● **TASK REQUIREMENTS**:
The response should consist of every record, reproduced exactly.

● **SUPPLIED MATERIAL**:
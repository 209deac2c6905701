use std::env;
use std::fs;
use std::io;
use std::path::Path;

use court_schedule_core::{Roster, Team};
use serde::{Deserialize, Serialize};
use thiserror::Error;

macro_rules! from_environment {
    ($config:expr, $($key:expr, $name:tt),*$(,)?) => {{
        $(
            {
                if let Ok(value) = env::var($key) {
                    if let Ok(value) = value.parse() {
                        $config.$name = value;
                    }
                }
            }
        )*
    }};
}

/// The most teams the entry form accepts.
pub const DEFAULT_MAX_TEAMS: usize = 10;

/// Rows printed on a single sheet.
pub const DEFAULT_MATCHES_PER_SHEET: usize = 15;

/// A roster file as written by the user.
///
/// ```toml
/// title = "Court A"
///
/// [[teams]]
/// players = ["Alice", "Bob"]
/// ```
#[derive(Clone, Debug, PartialEq, Eq, Serialize, Deserialize)]
pub struct RosterFile {
    #[serde(default)]
    pub title: Option<String>,
    #[serde(default = "default_max_teams")]
    pub max_teams: usize,
    #[serde(default = "default_matches_per_sheet")]
    pub matches_per_sheet: usize,
    #[serde(default)]
    pub teams: Vec<TeamEntry>,
}

/// One `[[teams]]` entry: the two players of a team.
#[derive(Clone, Debug, Default, PartialEq, Eq, Serialize, Deserialize)]
pub struct TeamEntry {
    pub players: [String; 2],
}

impl TeamEntry {
    pub fn new<S, T>(first: S, second: T) -> Self
    where
        S: ToString,
        T: ToString,
    {
        Self {
            players: [first.to_string(), second.to_string()],
        }
    }
}

impl RosterFile {
    pub fn from_file<P>(path: P) -> Result<Self, ConfigError>
    where
        P: AsRef<Path>,
    {
        let buf = fs::read_to_string(path)?;

        Ok(toml::from_str(&buf)?)
    }

    pub fn with_environment(mut self) -> Self {
        from_environment!(
            self,
            "CS_MAX_TEAMS",
            max_teams,
            "CS_MATCHES_PER_SHEET",
            matches_per_sheet,
        );

        self
    }

    /// Validates the entered teams and builds the [`Roster`].
    ///
    /// Teams without any names are skipped. A team with only one name, fewer than 2 teams or more
    /// than `max_teams` teams are rejected.
    pub fn roster(&self) -> Result<Roster, ConfigError> {
        if self.matches_per_sheet == 0 {
            return Err(ConfigError::InvalidSheetSize);
        }

        let mut roster = Roster::with_capacity(self.teams.len());

        for (index, team) in self.teams.iter().enumerate() {
            let [first, second] = &team.players;
            let (first, second) = (first.trim(), second.trim());

            match (first.is_empty(), second.is_empty()) {
                (true, true) => {
                    log::debug!("Skipping blank team entry {}", index + 1);
                }
                (false, false) => {
                    roster.push(Team::new(first, second));
                }
                _ => return Err(ConfigError::MissingPlayer { entry: index + 1 }),
            }
        }

        if roster.len() < 2 {
            return Err(ConfigError::TooFewTeams {
                found: roster.len(),
            });
        }

        if roster.len() > self.max_teams {
            return Err(ConfigError::TooManyTeams {
                found: roster.len(),
                max: self.max_teams,
            });
        }

        Ok(roster)
    }
}

impl Default for RosterFile {
    fn default() -> Self {
        Self {
            title: None,
            max_teams: DEFAULT_MAX_TEAMS,
            matches_per_sheet: DEFAULT_MATCHES_PER_SHEET,
            teams: Vec::new(),
        }
    }
}

fn default_max_teams() -> usize {
    DEFAULT_MAX_TEAMS
}

fn default_matches_per_sheet() -> usize {
    DEFAULT_MATCHES_PER_SHEET
}

#[derive(Debug, Error)]
pub enum ConfigError {
    #[error(transparent)]
    Io(#[from] io::Error),
    #[error(transparent)]
    Toml(#[from] toml::de::Error),
    #[error("team entry {entry} has only one player")]
    MissingPlayer { entry: usize },
    #[error("a tournament needs at least 2 teams, found {found}")]
    TooFewTeams { found: usize },
    #[error("too many teams: found {found}, at most {max} are allowed")]
    TooManyTeams { found: usize, max: usize },
    #[error("matches per sheet must be at least 1")]
    InvalidSheetSize,
}

#[cfg(test)]
mod tests {
    use court_schedule_core::Team;

    use super::{
        ConfigError, RosterFile, TeamEntry, DEFAULT_MATCHES_PER_SHEET, DEFAULT_MAX_TEAMS,
    };

    #[test]
    fn test_roster_file_parse() {
        let file: RosterFile = toml::from_str(
            r#"
            title = "Court A"

            [[teams]]
            players = ["Alice", "Bob"]

            [[teams]]
            players = ["Carol", "Dave"]
            "#,
        )
        .unwrap();

        assert_eq!(file.title.as_deref(), Some("Court A"));
        assert_eq!(file.max_teams, DEFAULT_MAX_TEAMS);
        assert_eq!(file.matches_per_sheet, DEFAULT_MATCHES_PER_SHEET);
        assert_eq!(
            file.teams,
            [
                TeamEntry::new("Alice", "Bob"),
                TeamEntry::new("Carol", "Dave")
            ]
        );
        assert_eq!(
            *file.roster().unwrap(),
            [Team::new("Alice", "Bob"), Team::new("Carol", "Dave")]
        );

        let file: RosterFile = toml::from_str("max_teams = 4\nmatches_per_sheet = 6").unwrap();
        assert_eq!(file.max_teams, 4);
        assert_eq!(file.matches_per_sheet, 6);
        assert!(file.teams.is_empty());
    }

    #[test]
    fn test_roster_file_wrong_player_count() {
        assert!(toml::from_str::<RosterFile>("[[teams]]\nplayers = [\"Alice\"]").is_err());
        assert!(toml::from_str::<RosterFile>(
            "[[teams]]\nplayers = [\"Alice\", \"Bob\", \"Carol\"]"
        )
        .is_err());
        assert!(toml::from_str::<RosterFile>("[[teams]]\nfirst = \"Alice\"").is_err());
    }

    #[test]
    fn test_roster_file_example() {
        let path = concat!(env!("CARGO_MANIFEST_DIR"), "/roster.example.toml");
        let file = RosterFile::from_file(path).unwrap();

        assert_eq!(file.title.as_deref(), Some("Court A"));
        assert_eq!(file.roster().unwrap().len(), 4);
    }

    #[test]
    fn test_roster() {
        let file = RosterFile {
            teams: vec![
                TeamEntry::new(" Alice ", "Bob"),
                TeamEntry::new("", ""),
                TeamEntry::new("Carol", "Dave"),
            ],
            ..Default::default()
        };

        let roster = file.roster().unwrap();
        assert_eq!(
            *roster,
            [Team::new("Alice", "Bob"), Team::new("Carol", "Dave")]
        );
    }

    #[test]
    fn test_roster_invalid() {
        let file = RosterFile {
            teams: vec![TeamEntry::new("Alice", "Bob"), TeamEntry::new("Carol", " ")],
            ..Default::default()
        };
        assert!(matches!(
            file.roster(),
            Err(ConfigError::MissingPlayer { entry: 2 })
        ));

        let file = RosterFile {
            teams: vec![TeamEntry::new("Alice", "Bob")],
            ..Default::default()
        };
        assert!(matches!(
            file.roster(),
            Err(ConfigError::TooFewTeams { found: 1 })
        ));

        let file = RosterFile::default();
        assert!(matches!(
            file.roster(),
            Err(ConfigError::TooFewTeams { found: 0 })
        ));

        let file = RosterFile {
            max_teams: 2,
            teams: vec![
                TeamEntry::new("a", "b"),
                TeamEntry::new("c", "d"),
                TeamEntry::new("e", "f"),
            ],
            ..Default::default()
        };
        assert!(matches!(
            file.roster(),
            Err(ConfigError::TooManyTeams { found: 3, max: 2 })
        ));

        let file = RosterFile {
            matches_per_sheet: 0,
            teams: vec![TeamEntry::new("a", "b"), TeamEntry::new("c", "d")],
            ..Default::default()
        };
        assert!(matches!(file.roster(), Err(ConfigError::InvalidSheetSize)));
    }
}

● **SOLUTION FOR THIS TASK**:
repository 209deac2c6905701
use std::env;
use std::fs;
use std::io;
use std::path::Path;

use court_schedule_core::{Roster, Team};
use serde::{Deserialize, Serialize};
use thiserror::Error;

macro_rules! from_environment {
    ($config:expr, $($key:expr, $name:tt),*$(,)?) => {{
        $(
            {
                if let Ok(value) = env::var($key) {
                    if let Ok(value) = value.parse() {
                        $config.$name = value;
                    }
                }
            }
        )*
    }};
}

/// The most teams the entry form accepts.
pub const DEFAULT_MAX_TEAMS: usize = 10;

/// Rows printed on a single sheet.
pub const DEFAULT_MATCHES_PER_SHEET: usize = 15;

/// A roster file as written by the user.
///
/// ```toml
/// title = "Court A"
///
/// [[teams]]
/// players = ["Alice", "Bob"]
/// ```
#[derive(Clone, Debug, PartialEq, Eq, Serialize, Deserialize)]
pub struct RosterFile {
    #[serde(default)]
    pub title: Option<String>,
    #[serde(default = "default_max_teams")]
    pub max_teams: usize,
    #[serde(default = "default_matches_per_sheet")]
    pub matches_per_sheet: usize,
    #[serde(default)]
    pub teams: Vec<TeamEntry>,
}

/// One `[[teams]]` entry: the two players of a team.
#[derive(Clone, Debug, Default, PartialEq, Eq, Serialize, Deserialize)]
pub struct TeamEntry {
    pub players: [String; 2],
}

impl TeamEntry {
    pub fn new<S, T>(first: S, second: T) -> Self
    where
        S: ToString,
        T: ToString,
    {
        Self {
            players: [first.to_string(), second.to_string()],
        }
    }
}

impl RosterFile {
    pub fn from_file<P>(path: P) -> Result<Self, ConfigError>
    where
        P: AsRef<Path>,
    {
        let buf = fs::read_to_string(path)?;

        Ok(toml::from_str(&buf)?)
    }

    pub fn with_environment(mut self) -> Self {
        from_environment!(
            self,
            "CS_MAX_TEAMS",
            max_teams,
            "CS_MATCHES_PER_SHEET",
            matches_per_sheet,
        );

        self
    }

    /// Validates the entered teams and builds the [`Roster`].
    ///
    /// Teams without any names are skipped. A team with only one name, fewer than 2 teams or more
    /// than `max_teams` teams are rejected.
    pub fn roster(&self) -> Result<Roster, ConfigError> {
        if self.matches_per_sheet == 0 {
            return Err(ConfigError::InvalidSheetSize);
        }

        let mut roster = Roster::with_capacity(self.teams.len());

        for (index, team) in self.teams.iter().enumerate() {
            let [first, second] = &team.players;
            let (first, second) = (first.trim(), second.trim());

            match (first.is_empty(), second.is_empty()) {
                (true, true) => {
                    log::debug!("Skipping blank team entry {}", index + 1);
                }
                (false, false) => {
                    roster.push(Team::new(first, second));
                }
                _ => return Err(ConfigError::MissingPlayer { entry: index + 1 }),
            }
        }

        if roster.len() < 2 {
            return Err(ConfigError::TooFewTeams {
                found: roster.len(),
            });
        }

        if roster.len() > self.max_teams {
            return Err(ConfigError::TooManyTeams {
                found: roster.len(),
                max: self.max_teams,
            });
        }

        Ok(roster)
    }
}

impl Default for RosterFile {
    fn default() -> Self {
        Self {
            title: None,
            max_teams: DEFAULT_MAX_TEAMS,
            matches_per_sheet: DEFAULT_MATCHES_PER_SHEET,
            teams: Vec::new(),
        }
    }
}

fn default_max_teams() -> usize {
    DEFAULT_MAX_TEAMS
}

fn default_matches_per_sheet() -> usize {
    DEFAULT_MATCHES_PER_SHEET
}

#[derive(Debug, Error)]
pub enum ConfigError {
    #[error(transparent)]
    Io(#[from] io::Error),
    #[error(transparent)]
    Toml(#[from] toml::de::Error),
    #[error("team entry {entry} has only one player")]
    MissingPlayer { entry: usize },
    #[error("a tournament needs at least 2 teams, found {found}")]
    TooFewTeams { found: usize },
    #[error("too many teams: found {found}, at most {max} are allowed")]
    TooManyTeams { found: usize, max: usize },
    #[error("matches per sheet must be at least 1")]
    InvalidSheetSize,
}

#[cfg(test)]
mod tests {
    use court_schedule_core::Team;

    use super::{
        ConfigError, RosterFile, TeamEntry, DEFAULT_MATCHES_PER_SHEET, DEFAULT_MAX_TEAMS,
    };

    #[test]
    fn test_roster_file_parse() {
        let file: RosterFile = toml::from_str(
            r#"
            title = "Court A"

            [[teams]]
            players = ["Alice", "Bob"]

            [[teams]]
            players = ["Carol", "Dave"]
            "#,
        )
        .unwrap();

        assert_eq!(file.title.as_deref(), Some("Court A"));
        assert_eq!(file.max_teams, DEFAULT_MAX_TEAMS);
        assert_eq!(file.matches_per_sheet, DEFAULT_MATCHES_PER_SHEET);
        assert_eq!(
            file.teams,
            [
                TeamEntry::new("Alice", "Bob"),
                TeamEntry::new("Carol", "Dave")
            ]
        );
        assert_eq!(
            *file.roster().unwrap(),
            [Team::new("Alice", "Bob"), Team::new("Carol", "Dave")]
        );

        let file: RosterFile = toml::from_str("max_teams = 4\nmatches_per_sheet = 6").unwrap();
        assert_eq!(file.max_teams, 4);
        assert_eq!(file.matches_per_sheet, 6);
        assert!(file.teams.is_empty());
    }

    #[test]
    fn test_roster_file_wrong_player_count() {
        assert!(toml::from_str::<RosterFile>("[[teams]]\nplayers = [\"Alice\"]").is_err());
        assert!(toml::from_str::<RosterFile>(
            "[[teams]]\nplayers = [\"Alice\", \"Bob\", \"Carol\"]"
        )
        .is_err());
        assert!(toml::from_str::<RosterFile>("[[teams]]\nfirst = \"Alice\"").is_err());
    }

    #[test]
    fn test_roster_file_example() {
        let path = concat!(env!("CARGO_MANIFEST_DIR"), "/roster.example.toml");
        let file = RosterFile::from_file(path).unwrap();

        assert_eq!(file.title.as_deref(), Some("Court A"));
        assert_eq!(file.roster().unwrap().len(), 4);
    }

    #[test]
    fn test_roster() {
        let file = RosterFile {
            teams: vec![
                TeamEntry::new(" Alice ", "Bob"),
                TeamEntry::new("", ""),
                TeamEntry::new("Carol", "Dave"),
            ],
            ..Default::default()
        };

        let roster = file.roster().unwrap();
        assert_eq!(
            *roster,
            [Team::new("Alice", "Bob"), Team::new("Carol", "Dave")]
        );
    }

    #[test]
    fn test_roster_invalid() {
        let file = RosterFile {
            teams: vec![TeamEntry::new("Alice", "Bob"), TeamEntry::new("Carol", " ")],
            ..Default::default()
        };
        assert!(matches!(
            file.roster(),
            Err(ConfigError::MissingPlayer { entry: 2 })
        ));

        let file = RosterFile {
            teams: vec![TeamEntry::new("Alice", "Bob")],
            ..Default::default()
        };
        assert!(matches!(
            file.roster(),
            Err(ConfigError::TooFewTeams { found: 1 })
        ));

        let file = RosterFile::default();
        assert!(matches!(
            file.roster(),
            Err(ConfigError::TooFewTeams { found: 0 })
        ));

        let file = RosterFile {
            max_teams: 2,
            teams: vec![
                TeamEntry::new("a", "b"),
                TeamEntry::new("c", "d"),
                TeamEntry::new("e", "f"),
            ],
            ..Default::default()
        };
        assert!(matches!(
            file.roster(),
            Err(ConfigError::TooManyTeams { found: 3, max: 2 })
        ));

        let file = RosterFile {
            matches_per_sheet: 0,
            teams: vec![TeamEntry::new("a", "b"), TeamEntry::new("c", "d")],
            ..Default::default()
        };
        assert!(matches!(file.roster(), Err(ConfigError::InvalidSheetSize)));
    }
}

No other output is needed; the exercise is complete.